Extended Data Fig. 1
From: A cis-acting mechanism mediates transcriptional memory at Polycomb target genes in mammals
Transient disruption of PRC2 triggers permanent activation of a large subset of repressed target genes in differentiated somatic cells. a, Proportions of non-responsive and responsive genes among the indicated totals of H3K27me3-positive genes, in NPCs, ESCs and iMEF line B after treatment with PRC2 inhibitors and washout, and in iMEF lines A and B after genetic deletion of Ezh2 followed by rescue. H3K27me3 profiles in ESCs were determined from a published data set26. NPC, mouse neural progenitor cells. ESC, mouse embryonic stem cells. iMEF, immortalized mouse embryonic fibroblasts. b, Metaplots of average ATAC-seq density over the interval TSS -/ + 3 kb for the full sets of H3K27me3-positive and transcriptionally responsive PRC2 targets in NPC (ref. 36) and iMEF A (this study).

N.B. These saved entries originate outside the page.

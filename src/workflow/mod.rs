//! Clearance workflow: lifecycle rules, derived views and the request service.

pub mod catalog;
pub mod filters;
pub mod lifecycle;
pub mod service;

NPC H3K27me3-positive and responsive: n = 5169 and n = 412 genes respectively; iMEF A H3K27me3-positive and responsive: n = 8344 and n = 326 genes respectively. p-values refer to two-sided Mann–Whitney tests comparing read counts for H3K27me3-positive and responsive genes over the interval. c, Western blot of nuclear extracts from the indicated conditions (n = 2 biologically independent samples). PRC2i, PRC2 inhibition with 2 µM UNC1999 and 4 µM A-395. d, MA plots comparing RNA-seq levels of H3K27me3-positive genes in ESCs cultured with PRC2 inhibitors, or after washout of the inhibitors, to mock-treated cells. CPM, counts per million. FC, fold change. Significantly differentially expressed genes (Benjamini-Hochberg-adjusted p < 0.05 for two-sided likelihood ratio test on negative binomial generalized linear model) are indicated in red. e, Western blot of nuclear extracts from the indicated conditions. Representative example of n = 2 independent samples. f, Heatmap of RNA-seq levels (log2 fold change versus the mean of the two mock replicates) in the indicated conditions for the full sets of reversible and irreversible PRC2 targets in iMEF B. g, Left, heatmap of RNA-seq levels (log2 fold change versus the mean of the two wild-type replicates) in the indicated conditions for the full sets of reversible and irreversible PRC2 targets in iMEF A. Right, metaplots of average H3K27me3 ChIP-seq density over the interval TSS – 3 kb to TES + 3 kb for the full sets of reversible and irreversible PRC2 targets in iMEF A in the indicated conditions. TSS, transcription start site. TES, transcription end site. h, As in g but in iMEF B.